The internet darlings of Wall Street have been put on notice as tech-savvy consumers are beginning their shift towards a more transparent customer review experience for everything from home services to restaurants to personal services.
Last month Yelp, Inc. and Angie’s List Inc. both forecast weaker-than-expected revenue growth due to slowing growth among their paying members (businesses). These companies have built large sales organizations and continue to spend millions each month on advertising so the lackluster revenue growth will impact the bottom line.
All indications are that social media is to credit for these review sites losing their shiny appeal to businesses. Consumers are increasingly opting for online reviews and word-of-mouth recommendations from their trusted friends on social networks, as opposed to the anonymous reviews written on sites such as Yelp and Angie’s List.
“The simultaneous growth of social media and online review sites has caused a shift among consumers — we’re no longer apt to believe everything at first glance and [instead] demand validation,” said Valerie Davis, vice president of search media at PM Digital. “We no longer blindly trust Yelp reviews.”
A recent study from Lithium Technologies found that more than two-thirds of consumers in Western markets were more receptive to recommendations about what to buy from family and friends online over digital ads.

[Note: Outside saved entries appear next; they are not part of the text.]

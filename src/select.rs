use std::cmp::Ordering;

use log::{debug, trace};
use rand::Rng;

use crate::error::ContractError;

/// How a pivot is picked for each range the selector partitions.
/// Every policy gives the same result; they only differ in running time.
#[derive(Clone, Copy, Debug, Default, PartialEq, Eq)]
pub enum Pivot {
    /// The first element of the range.  Quadratic on already sorted input
    First,
    /// The middle element of the range
    Middle,
    /// The median of the first, middle and last elements of the range
    MedianOfThree,
    /// A uniformly random element of the range, which makes the selection expected linear
    /// time no matter how the input is arranged
    #[default]
    Random
}

impl Pivot {
    fn choose<T>(self, buf: &[T], cmp: &impl Fn(&T, &T) -> Ordering) -> usize {
        let n = buf.len();
        match self {
            Pivot::First => 0,
            Pivot::Middle => n/2,
            Pivot::MedianOfThree => median_of_three_by(buf, 0, n/2, n - 1, cmp),
            Pivot::Random => rand::thread_rng().gen_range(0..n)
        }
    }
}

fn median_of_three_by<T>(buf: &[T], a: usize, b: usize, c: usize, cmp: &impl Fn(&T, &T) -> Ordering) -> usize {
    let lt = |i: usize, j: usize|cmp(&buf[i], &buf[j]) == Ordering::Less;
    if lt(a, b) {
        if lt(b, c) { b } else if lt(a, c) { c } else { a }
    } else if lt(a, c) { a } else if lt(b, c) { c } else { b }
}

/// Three way ("dutch national flag") partition of `buf` around the element at index `pivot`.
/// Returns `(lt, gt)` such that afterwards everything in `buf[..lt]` is less than the pivot,
/// everything in `buf[lt..gt]` compares equal to it, and everything in `buf[gt..]` is greater.
/// The pivot itself ends up at `lt`, so `lt < gt` always.
/// Panics if `pivot >= buf.len()`.
pub fn partition3_by<T>(buf: &mut [T], pivot: usize, cmp: &impl Fn(&T, &T) -> Ordering) -> (usize, usize) {
    buf.swap(0, pivot);
    let (head, rest) = buf.split_at_mut(1);
    let p = &head[0];
    let (mut lt, mut i, mut gt) = (0, 0, rest.len());
    while i < gt {
        match cmp(&rest[i], p) {
            Ordering::Less => {
                rest.swap(lt, i);
                lt += 1;
                i += 1
            }
            Ordering::Greater => {
                gt -= 1;
                rest.swap(i, gt)
            }
            Ordering::Equal => i += 1
        }
    }
    // rest is offset by one, so buf[lt] is the last element less than the pivot (or the pivot itself)
    buf.swap(0, lt);
    (lt, gt + 1)
}

/// Check that `ranks` can be used to select from a slice of length `len`:
/// every rank must be `< len`, and the ranks must be strictly ascending.
pub fn check_ranks(len: usize, ranks: &[usize]) -> Result<(), ContractError> {
    for (i, w) in ranks.windows(2).enumerate() {
        match w[0].cmp(&w[1]) {
            Ordering::Less => (),
            Ordering::Equal => return Err(ContractError::DuplicateRank{rank: w[0]}),
            Ordering::Greater => return Err(ContractError::RanksNotAscending{index: i + 1})
        }
    }
    match ranks.last() {
        Some(&rank) if rank >= len => Err(ContractError::RankOutOfRange{rank, len}),
        _ => Ok(())
    }
}

/// Reorder `buf` so that for every `r` in `ranks`, `buf[r]` is the element that would be there
/// if `buf` were sorted by `cmp`.  Everything before `buf[r]` is then <= it and everything after is >=.
///
/// This is a quickselect that carries all the ranks along at once: each range is partitioned
/// three ways around a pivot, ranks landing in the block equal to the pivot are done, and the
/// less / greater blocks are processed with just the ranks that fall inside them.
/// Expected O(n log(m)) for m ranks with `Pivot::Random`, and the ranges that still need work
/// are kept on an explicit stack so adversarial inputs can't overflow the call stack.
///
/// Fails without touching `buf` if `ranks` are out of range, not ascending, or repeated.
pub fn try_select_many_by<T>(buf: &mut [T], ranks: &[usize], pivot: Pivot, cmp: &impl Fn(&T, &T) -> Ordering) -> Result<(), ContractError> {
    check_ranks(buf.len(), ranks)?;
    debug!("selecting {} ranks among {} elements ({:?} pivot)", ranks.len(), buf.len(), pivot);
    // ranks stay absolute offsets into buf
    let mut todo = vec![(0, buf.len(), ranks)];
    while let Some((a, b, rs)) = todo.pop() {
        if rs.is_empty() || b - a <= 1
            { continue }
        let p = pivot.choose(&buf[a..b], cmp);
        let (lt, gt) = partition3_by(&mut buf[a..b], p, cmp);
        let (lt, gt) = (a + lt, a + gt);
        let lo = rs.partition_point(|&r|r < lt);
        let hi = rs.partition_point(|&r|r < gt);
        trace!("partitioned [{}, {}) with pivot block [{}, {}), settled {} ranks", a, b, lt, gt, hi - lo);
        todo.push((gt, b, &rs[hi..]));
        todo.push((a, lt, &rs[..lo]));
    }
    Ok(())
}

/// `try_select_many_by` with the default pivot policy.
///
/// # Panics
///
/// Panics if any rank is `>= buf.len()`, or if `ranks` is not sorted or has duplicates.
pub fn select_many_by<T>(buf: &mut [T], ranks: &[usize], cmp: &impl Fn(&T, &T) -> Ordering) {
    if let Err(e) = try_select_many_by(buf, ranks, Pivot::default(), cmp) {
        panic!("select_many: {}", e)
    }
}

/// `select_many_by` using the natural order of `T`
pub fn select_many<T: Ord>(buf: &mut [T], ranks: &[usize]) {
    select_many_by(buf, ranks, &T::cmp)
}

/// Move the median into `buf[buf.len()/2]` and return it, or None if `buf` is empty.
/// For even lengths this is the upper of the two middle elements.
pub fn median_by<'a, T>(buf: &'a mut [T], cmp: &impl Fn(&T, &T) -> Ordering) -> Option<&'a T> {
    let mid = buf.len()/2;
    try_select_many_by(buf, &[mid], Pivot::default(), cmp).ok()?;
    buf.get(mid)
}

pub fn median<T: Ord>(buf: &mut [T]) -> Option<&T> {
    median_by(buf, &T::cmp)
}

/// The positions of the first quartile, median and third quartile in a sorted slice of length `len`
pub fn quartile_ranks(len: usize) -> [usize; 3] {
    // floor(3*len/4) without the intermediate 3*len, which overflows for large len
    [len/4, len/2, len/4*3 + len%4*3/4]
}

/// Select the quartiles of `buf` in one pass, putting each at its `quartile_ranks` position.
/// Returns None if `buf` is empty.  Short slices may have repeated quartile positions.
pub fn quartiles_by<'a, T>(buf: &'a mut [T], cmp: &impl Fn(&T, &T) -> Ordering) -> Option<[&'a T; 3]> {
    let ranks = quartile_ranks(buf.len());
    // ranks is ascending, so repeats are adjacent
    let mut distinct = [0; 3];
    let mut n = 0;
    for r in ranks {
        if n == 0 || distinct[n - 1] != r {
            distinct[n] = r;
            n += 1
        }
    }
    try_select_many_by(buf, &distinct[..n], Pivot::default(), cmp).ok()?;
    let buf: &'a [T] = buf;
    Some(ranks.map(|r|&buf[r]))
}

pub fn quartiles<T: Ord>(buf: &mut [T]) -> Option<[&T; 3]> {
    quartiles_by(buf, &T::cmp)
}
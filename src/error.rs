use thiserror::Error;

/// A caller broke the contract of one of the heap or selection operations.
/// These are programming errors at the call site, never transient failures,
/// so nothing in this crate retries or repairs the input.
/// Validation (`is_mm_heap`) reports a plain `bool` instead.
#[derive(Error, Debug, Clone, PartialEq, Eq)]
pub enum ContractError {
    /// Tried to pop from a heap with no elements.
    #[error("cannot pop from an empty min-max heap")]
    EmptyHeap,

    /// A rank target does not address an element of the slice.
    #[error("rank {rank} is out of range for a slice of length {len}")]
    RankOutOfRange { rank: usize, len: usize },

    /// Rank targets must be given in ascending order.
    #[error("rank targets are not ascending at index {index}")]
    RanksNotAscending { index: usize },

    /// The same rank target was given twice.
    #[error("rank {rank} was requested more than once")]
    DuplicateRank { rank: usize },
}
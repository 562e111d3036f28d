//! Parser implementation for sequences in FASTA format.
//!
//! A FASTA file contains one header line for each record, starting with
//! a `>` and followed by the record identifier and an optional
//! description, and then any number of sequence lines:
//! ```text
//! >mm9_chr11:95292903-95292913(+) GATA1 peak
//! GTCACTGTGTACTCTAGGCTCGTTGGTCCCCAAGCTTCTGGGTGGCTCTTTCTTATCTCC
//! CGTCTTACTGTAAGAACAGATGGAGTGCTAGAACAAGTAGGATTGTGTCTG
//! ```
//!
//! Blank lines are ignored, and sequences are upper-cased.

use std::io::BufRead;

use crate::error::Error;

mod parse;

// ---

/// A FASTA record.
#[derive(Debug, Clone, PartialEq, Eq)]
pub struct Record {
    pub(crate) id: String,
    pub(crate) description: Option<String>,
    pub(crate) sequence: String,
}

impl Record {
    /// Get the identifier of the record.
    pub fn id(&self) -> &str {
        &self.id
    }

    /// Get the description of the record, if any.
    pub fn description(&self) -> Option<&str> {
        self.description.as_deref()
    }

    /// Get the upper-cased sequence of the record.
    pub fn sequence(&self) -> &str {
        &self.sequence
    }
}

// ---

/// An iterative reader for the FASTA format.
pub struct Reader<B: BufRead> {
    bufread: B,
    line: String,
    header: Option<String>,
    done: bool,
}

impl<B: BufRead> Reader<B> {
    /// Create a new `Reader` from a buffered reader.
    pub fn new(reader: B) -> Self {
        Self {
            bufread: reader,
            line: String::new(),
            header: None,
            done: false,
        }
    }

    /// Read the next non-blank line, without its line ending.
    fn next_line(&mut self) -> Result<Option<&str>, Error> {
        loop {
            self.line.clear();
            if self.bufread.read_line(&mut self.line)? == 0 {
                return Ok(None);
            }
            if !self.line.trim().is_empty() {
                return Ok(Some(self.line.trim_end_matches(['\n', '\r'])));
            }
        }
    }

    fn read_record(&mut self) -> Result<Option<Record>, Error> {
        let header = match self.header.take() {
            Some(header) => header,
            None => match self.next_line()? {
                Some(line) => line.to_string(),
                None => return Ok(None),
            },
        };
        let (_, (id, description)) = self::parse::header(&header)?;
        let mut record = Record {
            id: id.to_string(),
            description: description.map(String::from),
            sequence: String::new(),
        };

        while let Some(line) = self.next_line()? {
            if line.starts_with('>') {
                self.header = Some(line.to_string());
                break;
            }
            let (_, seq) = self::parse::sequence_line(line)?;
            record.sequence.push_str(&seq.to_ascii_uppercase());
        }

        Ok(Some(record))
    }
}

impl<B: BufRead> Iterator for Reader<B> {
    type Item = Result<Record, Error>;
    fn next(&mut self) -> Option<Self::Item> {
        if self.done {
            return None;
        }
        match self.read_record() {
            Ok(Some(record)) => Some(Ok(record)),
            Ok(None) => {
                self.done = true;
                None
            }
            Err(e) => {
                self.done = true;
                Some(Err(e))
            }
        }
    }
}

/// Read the records from a file in FASTA format.
pub fn read<B: BufRead>(reader: B) -> self::Reader<B> {
    self::Reader::new(reader)
}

This is turning into a particularly strong case study for Facebook as the company continues to evolve its Social Graph platform, a search engine-style tool already embedded into the Facebook user experience. As more businesses receive Facebook reviews from customers, the search experience will be personalized for the consumer.
Imagine searching for “Indian restaurant” and a list of nearby Indian food restaurants is displayed in the order of how well the restaurants have been reviewed by your friends. One more click and you can read what your friends had to say about their dining experience. This is a truly transparent word-of-mouth recommendation from a trusting source.
The shifting marketplace is taking its toll on the likes of Angie’s List whose stock price is down 56% this year. Will Yelp and Angie’s List be the next Groupon . . . a great idea at first, but ultimately a losing proposition for small businesses struggling to justify the economics for their business?
As both small business owners and consumers, we can only hope.